It's a real dress, so there has to be a pattern behind it. I agree, I think the pattern was achieved by draping. Sadly I have no dress form at home, but while I was sleeping my brain came up with some ideas and I will try some small scale patterns and see if it works.

No. 358362

I'm a super beginner to embroidery and basically completed 1 actual project so far (2 flowers on a stalk) but I eventually want to get to a point where I'm making patches that I can put on my denim jacket or just keep a personal collection of them. Maybe I'll make patches for my smaller fandoms and interests that dont have a huge range of merch to pick from?

I'm not quite sure how else I can use embroidery more "practically" bc there's going to be a limit to how many projects I want to display on my wall, and embroidered clothes apparently need to be hand-washed ideally (ngl if they cant survive my washing machine i dont rly want them long-term anyway)

No. 358703

File: 1699947354430.jpg (102.5 KB, 987x362, Screenshot_20231114_133339_Sam…)

I'm a sewing noob who has only made doll clothes with simple straight and zigzag stitches so far, but now I'm trying to make some actual clothes and plan to learn how to overlock properly for that. Here is the stitch list of my singer machine, can nonas help me identify which stitch is the best for that?

No. 358754

You can't overlock on a sewing machine, you need an overlocker (serger) for that. You might already know that but since you said "to overlock properly" I'm mentioning it just in case. You can just use the zigzag stitch until you get a serger. Alternatively you can use french seams, but it's a little more work and only suitable for thinner fabrics, but look much better than zigzag-edges.

No. 358955

Incoming sperg building off the other nona: since the point of overlocking is to finish your seams and prevent them from fraying, generally you want it to be as close to the fabric edge as possible. You can do this with a normal or even zigzag presser foot, but apparently they even make overlock presser foots too specifically to do this job! Many machines also have an overlock stitch, usually represented as a zigzag with dashes on one side, though in your case it could be the one with a zigzag that has dashes on both—I'd test on some scrap first. If all else fails you CAN actually overlock stitch by hand. It'd be really tedious, but doing it that way would ensure you actually get the stitch to overlock, aka go over the edge of the fabric; a simple zigzag might not do that, which likely won't hold up as well, since it'll still fray up to the zigzag stitch. That's why sergers usually cut off a bit of fabric, and why any good overlock presser foot does the same. Basically, you want it to go over the fabric edge. Good luck with your project, nona!

No. 359065

Too broke for a serger sadly. I'm not trying to go full professional, just want something that's better than zigzag stitch for preventing fraying

Thank you so much nona! The stitch with dashes on both sides worked pretty well, I'm assuming it will be even better with an overlock foot (<$5 on aliexpress nice). I'll report back once I manage to actually make something

No. 361851

File: 1701296853883.jpg (275.03 KB, 1024x1024, sg-11134201-7rbn2-lnrm54k57t0m…)

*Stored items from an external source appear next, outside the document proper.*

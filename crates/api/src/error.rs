use applica_core::error::CoreError;
use axum::http::StatusCode;
use axum::response::{IntoResponse, Response};
use serde_json::json;

/// Application-level error type for HTTP handlers.
///
/// Wraps [`CoreError`] for domain errors and adds server-specific variants.
/// Implements [`IntoResponse`] to produce consistent JSON error responses.
#[derive(Debug, thiserror::Error)]
pub enum AppError {
    /// A domain-level error from `applica_core`.
    #[error(transparent)]
    Core(#[from] CoreError),

    /// The feed fixture could not be read.
    #[error("Fixture I/O error: {0}")]
    Io(#[from] std::io::Error),

    /// The feed fixture is not a JSON array of posts.
    #[error("Fixture parse error: {0}")]
    Json(#[from] serde_json::Error),
}

/// Convenience type alias for handler return values.
pub type AppResult<T> = Result<T, AppError>;

impl IntoResponse for AppError {
    fn into_response(self) -> Response {
        let (status, code, message) = match &self {
            AppError::Core(core) => match core {
                CoreError::NotFound { entity, id } => (
                    StatusCode::NOT_FOUND,
                    "NOT_FOUND",
                    format!("{entity} with id {id} not found"),
                ),
                CoreError::Validation(msg) => {
                    (StatusCode::BAD_REQUEST, "VALIDATION_ERROR", msg.clone())
                }
            },
            AppError::Io(err) => {
                tracing::error!(error = %err, "Fixture I/O error");
                internal()
            }
            AppError::Json(err) => {
                tracing::error!(error = %err, "Fixture parse error");
                internal()
            }
        };

        let body = json!({
            "error": message,
            "code": code,
        });

        (status, axum::Json(body)).into_response()
    }
}

fn internal() -> (StatusCode, &'static str, String) {
    (
        StatusCode::INTERNAL_SERVER_ERROR,
        "INTERNAL_ERROR",
        "An internal error occurred".to_string(),
    )
}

Considering getting picrel cause I'm not getting a real sewing machine anytime soon, I don't think

No. 361854

My niece got this for her birthday a couple years ago and asked me to set it up and it's honestly pretty shit. I feel like you'd be better off hand sewing

No. 361871

I guess I won't waste 60 bucks of my shitty third world currency then.

No. 361941

Maybe you can find a used sewing machine for a good price? Older sewing machines are pretty good and if they are old enough to have nearly no plastic parts, they are also good to repair.

No. 361952

Anon idk about your country but in the EU/US you can typically find a second hand/vintage one for the price of a toy sewing machine or less relatively easily. I see second hand machines for like 25 euro at my local thrift store relatively frequently. Some people even encourage beginners to get a vintage one because they're typically made of metal parts instead of shitty plastic ones like modern machines, and really all you need for the vast majority of projects is a simple forward stitch. You don't need a computerized sewing machine with 40+ stitches you'll never use. Sewing machines haven't really changed that much over the decades. Keep an eye out on thrift/antique stores and second hand market places online, if it's anything like here you'll be able to find one before too long.

No. 362083

File: 1701413700890.jpg (269.7 KB, 986x1003, Screenshot_20231201_125516_Chr…)

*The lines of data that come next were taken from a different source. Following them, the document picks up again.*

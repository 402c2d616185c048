//! The set of missions a user has completed.

use serde::{Deserialize, Serialize};

use crate::types::MissionId;

/// Insertion-ordered set of completed mission ids.
///
/// Stored as a plain JSON array. Duplicates in stored data are dropped on
/// load, so the set never holds the same id twice.
#[derive(Debug, Clone, Default, PartialEq, Eq, Serialize, Deserialize)]
#[serde(from = "Vec<MissionId>", into = "Vec<MissionId>")]
pub struct CompletionSet {
    ids: Vec<MissionId>,
}

impl CompletionSet {
    pub fn new() -> Self {
        Self::default()
    }

    /// Record a completion. Returns `false` if the id was already present.
    pub fn insert(&mut self, id: MissionId) -> bool {
        if self.contains(id) {
            return false;
        }
        self.ids.push(id);
        true
    }

    pub fn contains(&self, id: MissionId) -> bool {
        self.ids.contains(&id)
    }

    pub fn len(&self) -> usize {
        self.ids.len()
    }

    pub fn is_empty(&self) -> bool {
        self.ids.is_empty()
    }

    /// Ids in the order they were completed.
    pub fn iter(&self) -> impl Iterator<Item = MissionId> + '_ {
        self.ids.iter().copied()
    }
}

impl From<Vec<MissionId>> for CompletionSet {
    fn from(ids: Vec<MissionId>) -> Self {
        let mut set = Self::new();
        for id in ids {
            set.insert(id);
        }
        set
    }
}

impl From<CompletionSet> for Vec<MissionId> {
    fn from(set: CompletionSet) -> Self {
        set.ids
    }
}

// ---------------------------------------------------------------------------
// Tests
// ---------------------------------------------------------------------------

I'm from a third world country myself, and imo the best compromise is to buy a electronic sewing machine that isn't computerized but can offer more variety of functions than a vintage machine. As other nonas said, maybe you will only need the straight stitch, but you also might need the common ones like zigzag stitch and some others that can be used for connecting fabrics, making hems and preventing fraying. The singer model I got was about $110 in my currency, first hand. Got it from a official showroom that had their own mechanic so I can go there to get it repaired in case there's any problem, but it's been months and haven't had any issues yet. You can get brandnew singer and brother machines for pretty cheap if you keep an eye out for sales.

No. 362088

realistically speaking you only need straight stitch and zigzag for stretchy fabrics, anything else is extra.

No. 362116

File: 1701435578916.jpg (25.29 KB, 679x545, 61euS2miJ9L._AC_SX679_.jpg)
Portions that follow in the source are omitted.